# auto increment unter oracle?



## südpol (27. September 2005)

Hi,

ich habe eine Anwendung auf mysql Basis entwickelt und muss diese nun nach oracle portieren. Ich habe leider nicht sonderlich viel Ahnung von Oracle. Ein Freund von mir, der mir die Klasse umschreiben sollte hat mir nun gesagt, dass ich meine gesamte Anwendung umbauen muss, da ich in mysql auto increment beim insert Befehl benutzt habe. Oracle bietet hier wohl "nur" den Weg über trigger. Auch die Möglichkeit die letzte verwendete ID zu erfahren gibt es bei oracle scheinbar nicht.

Kann mir das jemand bestätigen oder (was mir viel lieber wäre) das Gegenteil aufzeigen?

Viele Grüße


----------



## vop (27. September 2005)

Oracle kennt sogenannte Sequenzen (entspricht etwa dem autoincrement).

 Lies mal in der Doku unter 
 CREATE SEQUENCE

 vop


----------



## südpol (27. September 2005)

HI,

ok Sequenzen setzen doch aber voaus, dass ich mir vorab eine ID besorge also z.

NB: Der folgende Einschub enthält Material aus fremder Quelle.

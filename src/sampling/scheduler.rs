//! Adaptive binary spatial-partition scheduler
//!
//! Owns a tree of regions over the grid. Each step scores a small batch of
//! unvisited candidates per leaf and returns the globally best one; leaves
//! that accumulate more than `leaf_capacity` samples split along the axis
//! with the largest coordinate variance. Regions live in an arena addressed
//! by ids; leaves are visited in ascending id order, so score ties resolve
//! deterministically to the lowest region id.

use rand::rngs::StdRng;
use rand::{Rng, SeedableRng};

use crate::config::SchedulerConfig;
use crate::distance::manhattan;
use crate::error::Result;
use crate::sampling::candidates::CandidateGenerator;
use crate::types::{Bounds, Sample};

type RegionId = usize;

#[derive(Debug)]
enum RegionKind {
    Leaf {
        samples: Vec<Sample>,
        generator: CandidateGenerator,
    },
    Internal {
        axis: usize,
        threshold: i64,
        left: RegionId,
        right: RegionId,
    },
}

#[derive(Debug)]
struct RegionNode {
    bounds: Bounds,
    kind: RegionKind,
}

/// Adaptive query scheduler over a discretized grid.
#[derive(Debug)]
pub struct QueryScheduler {
    nodes: Vec<RegionNode>,
    config: SchedulerConfig,
    bounds: Bounds,
    rng: StdRng,
    /// Query handed out last, with the leaf it came from; lets the matching
    /// `record` skip the top-down locate.
    next_leaf: Option<(Vec<i64>, RegionId)>,
    recorded: usize,
}

impl QueryScheduler {
    pub fn new(dimensions: usize, dimension_size: i64, config: SchedulerConfig) -> Self {
        let bounds = Bounds::full(dimensions, dimension_size);
        let mut rng = match config.seed {
            Some(seed) => StdRng::seed_from_u64(seed),
            None => StdRng::from_entropy(),
        };
        let generator =
            CandidateGenerator::with_rng(bounds.clone(), StdRng::seed_from_u64(rng.gen()));
        let root = RegionNode {
            bounds: bounds.clone(),
            kind: RegionKind::Leaf {
                samples: Vec::new(),
                generator,
            },
        };
        Self {
            nodes: vec![root],
            config,
            bounds,
            rng,
            next_leaf: None,
            recorded: 0,
        }
    }

    /// Total samples recorded so far.
    pub fn len(&self) -> usize {
        self.recorded
    }

    pub fn is_empty(&self) -> bool {
        self.recorded == 0
    }

    pub fn leaf_count(&self) -> usize {
        self.nodes
            .iter()
            .filter(|n| matches!(n.kind, RegionKind::Leaf { .. }))
            .count()
    }

    pub fn region_count(&self) -> usize {
        self.nodes.len()
    }

    /// Pick the next coordinate to sample. Never returns an out-of-bounds
    /// coordinate; exhausted or empty regions fall back to their midpoint.
    pub fn next_query(&mut self) -> Vec<i64> {
        let batch = self.config.candidate_batch;
        let penalty = self.config.sparsity_penalty;

        let mut best_score = f64::NEG_INFINITY;
        let mut best: Option<(Vec<i64>, RegionId)> = None;

        for id in 0..self.nodes.len() {
            let RegionNode { bounds, kind } = &mut self.nodes[id];
            let (samples, generator) = match kind {
                RegionKind::Leaf { samples, generator } => (samples, generator),
                RegionKind::Internal { .. } => continue,
            };

            let (candidate, score) = if samples.is_empty() {
                // Unexplored regions outrank everything.
                (bounds.midpoint(), f64::INFINITY)
            } else {
                let mut candidates = generator.candidates(batch);
                if candidates.is_empty() {
                    candidates.push(bounds.midpoint());
                }
                let crowding = 1.0 + penalty * samples.len() as f64;
                let mut leaf_best: Option<(Vec<i64>, f64)> = None;
                for candidate in candidates {
                    let min_dist = samples
                        .iter()
                        .map(|s| manhattan(&candidate, &s.coords))
                        .min()
                        .unwrap_or(0);
                    let score = min_dist as f64 / crowding;
                    if leaf_best.as_ref().map_or(true, |(_, s)| score > *s) {
                        leaf_best = Some((candidate, score));
                    }
                }
                let (candidate, score) = leaf_best.unwrap_or((bounds.midpoint(), 0.0));
                (candidate, score)
            };

            if score > best_score {
                best_score = score;
                best = Some((candidate, id));
            }
        }

        let (coords, id) = best.expect("scheduler always has at least one leaf");
        self.next_leaf = Some((coords.clone(), id));
        coords
    }

    /// Feed back the oracle's answer for `coords`. Must be called once per
    /// `next_query` result; may split the owning leaf.
    pub fn record(&mut self, coords: &[i64], value: f64) -> Result<()> {
        self.bounds.check(coords)?;

        let leaf = match self.next_leaf.take() {
            Some((expected, id)) if expected == coords && self.is_leaf(id) => id,
            _ => self.locate(coords),
        };

        self.recorded += 1;
        self.record_into(leaf, Sample::new(coords.to_vec(), value));
        Ok(())
    }

    fn is_leaf(&self, id: RegionId) -> bool {
        matches!(self.nodes[id].kind, RegionKind::Leaf { .. })
    }

    /// Descend stored split decisions to the leaf owning `coords`.
    fn locate(&self, coords: &[i64]) -> RegionId {
        let mut id = 0;
        loop {
            match self.nodes[id].kind {
                RegionKind::Leaf { .. } => return id,
                RegionKind::Internal {
                    axis,
                    threshold,
                    left,
                    right,
                } => {
                    id = if coords[axis] <= threshold { left } else { right };
                }
            }
        }
    }

    fn record_into(&mut self, id: RegionId, sample: Sample) {
        let RegionNode { bounds, kind } = &mut self.nodes[id];
        let (samples, generator) = match kind {
            RegionKind::Leaf { samples, generator } => (samples, generator),
            RegionKind::Internal { .. } => unreachable!("record_into targets leaves"),
        };

        if bounds.contains(&sample.coords) {
            generator.mark_queried(&sample.coords);
        } else {
            eprintln!(
                "[QueryScheduler] coordinate {:?} outside leaf bounds, skipping consume",
                sample.coords
            );
        }
        samples.push(sample);

        if samples.len() > self.config.leaf_capacity {
            self.split(id);
        }
    }

    /// Convert the leaf at `id` into an internal node with two children and
    /// redistribute its samples through the children's record path, so
    /// nested splits recurse naturally.
    fn split(&mut self, id: RegionId) {
        let (axis, threshold) = {
            let RegionNode { bounds, kind } = &self.nodes[id];
            let samples = match kind {
                RegionKind::Leaf { samples, .. } => samples,
                RegionKind::Internal { .. } => return,
            };
            let axis = match widest_variance_axis(samples, bounds.dims()) {
                Some(axis) => axis,
                // Every axis degenerate; keep accumulating.
                None => return,
            };

            let mut ordered: Vec<i64> = samples.iter().map(|s| s.coords[axis]).collect();
            ordered.sort_unstable();
            let median = ordered[ordered.len() / 2];

            let lo = bounds.lo(axis);
            let hi = bounds.hi(axis);
            let threshold = median.max(lo).min(hi - 1);
            if threshold < lo || threshold >= hi {
                return;
            }
            (axis, threshold)
        };

        let (left_bounds, right_bounds) = self.nodes[id].bounds.split_at(axis, threshold);
        let left = self.alloc_leaf(left_bounds);
        let right = self.alloc_leaf(right_bounds);

        let old_kind = std::mem::replace(
            &mut self.nodes[id].kind,
            RegionKind::Internal {
                axis,
                threshold,
                left,
                right,
            },
        );
        let samples = match old_kind {
            RegionKind::Leaf { samples, .. } => samples,
            RegionKind::Internal { .. } => unreachable!(),
        };

        if let Some((_, memo)) = &self.next_leaf {
            if *memo == id {
                self.next_leaf = None;
            }
        }

        for sample in samples {
            let child = if sample.coords[axis] <= threshold {
                left
            } else {
                right
            };
            self.record_into(child, sample);
        }
    }

    fn alloc_leaf(&mut self, bounds: Bounds) -> RegionId {
        let generator =
            CandidateGenerator::with_rng(bounds.clone(), StdRng::seed_from_u64(self.rng.gen()));
        self.nodes.push(RegionNode {
            bounds,
            kind: RegionKind::Leaf {
                samples: Vec::new(),
                generator,
            },
        });
        self.nodes.len() - 1
    }
}

/// Axis with the largest coordinate variance among `samples`, skipping axes
/// whose coordinates do not vary at all.
fn widest_variance_axis(samples: &[Sample], dims: usize) -> Option<usize> {
    let n = samples.len() as f64;
    let mut best: Option<(usize, f64)> = None;
    for axis in 0..dims {
        let lo = samples.iter().map(|s| s.coords[axis]).min().unwrap_or(0);
        let hi = samples.iter().map(|s| s.coords[axis]).max().unwrap_or(0);
        if hi <= lo {
            continue;
        }
        let mean = samples.iter().map(|s| s.coords[axis] as f64).sum::<f64>() / n;
        let var = samples
            .iter()
            .map(|s| {
                let d = s.coords[axis] as f64 - mean;
                d * d
            })
            .sum::<f64>()
            / n;
        if best.map_or(true, |(_, v)| var > v) {
            best = Some((axis, var));
        }
    }
    best.map(|(axis, _)| axis)
}

#[cfg(test)]
mod tests {
    use super::*;
    use std::collections::HashSet;

    fn scheduler(dims: usize, size: i64, capacity: usize) -> QueryScheduler {
        QueryScheduler::new(
            dims,
            size,
            SchedulerConfig::default()
                .with_leaf_capacity(capacity)
                .with_seed(7),
        )
    }

    #[test]
    fn test_first_query_is_grid_midpoint() {
        let mut sched = scheduler(2, 8, 15);
        assert_eq!(sched.next_query(), vec![3, 3]);
    }

    #[test]
    fn test_leaf_splits_on_capacity_overflow() {
        // Capacity 4 in a 2-D size-8 grid: four samples keep the root a
        // leaf, the fifth converts it into an internal node.
        let mut sched = scheduler(2, 8, 4);
        let points = [[0, 0], [1, 7], [3, 2], [6, 5]];
        for (i, p) in points.iter().enumerate() {
            sched.record(p, i as f64).unwrap();
            assert_eq!(sched.leaf_count(), 1);
        }
        sched.record(&[7, 7], 4.0).unwrap();
        assert_eq!(sched.leaf_count(), 2);
        assert_eq!(sched.region_count(), 3);

        match sched.nodes[0].kind {
            RegionKind::Internal {
                axis,
                threshold,
                left,
                right,
            } => {
                assert!(axis < 2);
                let parent = &sched.nodes[0].bounds;
                assert!(threshold >= parent.lo(axis) && threshold < parent.hi(axis));
                let (lb, rb) = parent.split_at(axis, threshold);
                assert_eq!(sched.nodes[left].bounds, lb);
                assert_eq!(sched.nodes[right].bounds, rb);
            }
            RegionKind::Leaf { .. } => panic!("root should have split"),
        }
    }

    #[test]
    fn test_split_redistributes_all_samples() {
        let mut sched = scheduler(2, 8, 4);
        for (i, p) in [[0, 0], [1, 7], [3, 2], [6, 5], [7, 7]].iter().enumerate() {
            sched.record(p, i as f64).unwrap();
        }
        let mut redistributed = 0;
        for node in &sched.nodes {
            if let RegionKind::Leaf { samples, .. } = &node.kind {
                for s in samples {
                    assert!(node.bounds.contains(&s.coords));
                    redistributed += 1;
                }
            }
        }
        assert_eq!(redistributed, 5);
        assert_eq!(sched.len(), 5);
    }

    #[test]
    fn test_full_sweep_never_repeats() {
        // Budget equal to the grid volume: the scheduler must visit every
        // point exactly once, splits included.
        let mut sched = scheduler(2, 5, 3);
        let mut seen = HashSet::new();
        for step in 0..25 {
            let q = sched.next_query();
            assert!(sched.bounds.contains(&q));
            assert!(seen.insert(q.clone()), "repeat at step {}: {:?}", step, q);
            sched.record(&q, (step % 3) as f64).unwrap();
        }
        assert_eq!(seen.len(), 25);
    }

    #[test]
    fn test_record_rejects_bad_coordinates() {
        let mut sched = scheduler(2, 8, 15);
        assert!(sched.record(&[0], 1.0).is_err());
        assert!(sched.record(&[0, 8], 1.0).is_err());
        assert_eq!(sched.len(), 0);
    }

    #[test]
    fn test_deterministic_with_seed() {
        let run = || {
            let mut sched = scheduler(3, 6, 5);
            let mut trace = Vec::new();
            for i in 0..30 {
                let q = sched.next_query();
                sched.record(&q, i as f64).unwrap();
                trace.push(q);
            }
            trace
        };
        assert_eq!(run(), run());
    }

    #[test]
    fn test_degenerate_single_column_abandons_split() {
        // All samples share every coordinate axis value: no axis varies,
        // so the leaf keeps accumulating instead of splitting.
        let mut sched = scheduler(2, 8, 2);
        for i in 0..4 {
            sched.record(&[4, 4], i as f64).unwrap();
        }
        assert_eq!(sched.leaf_count(), 1);
        assert_eq!(sched.len(), 4);
    }
}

B. so:

oracle:
- ID aus der Sequenz ziehen
- Datensatz mit der o. g. ID speichern
- Beziehungtabellen befüllen

mysql:
- Datensatz einfügen (und ID (auto increment) Feld leer lassen)
- soeben verwendete ID abfragen
- Beziehungstabellen befüllen

Somit muss ich auch in diesem Fall nicht nur die Datenbank Klasse anpassen sondern auch meinen Code, oder habe ich da was falsch verstanden?

Gruß


----------



## vop (27. September 2005)

Hmm. Da bleiben dann scheinbar wirklich nur Triggers.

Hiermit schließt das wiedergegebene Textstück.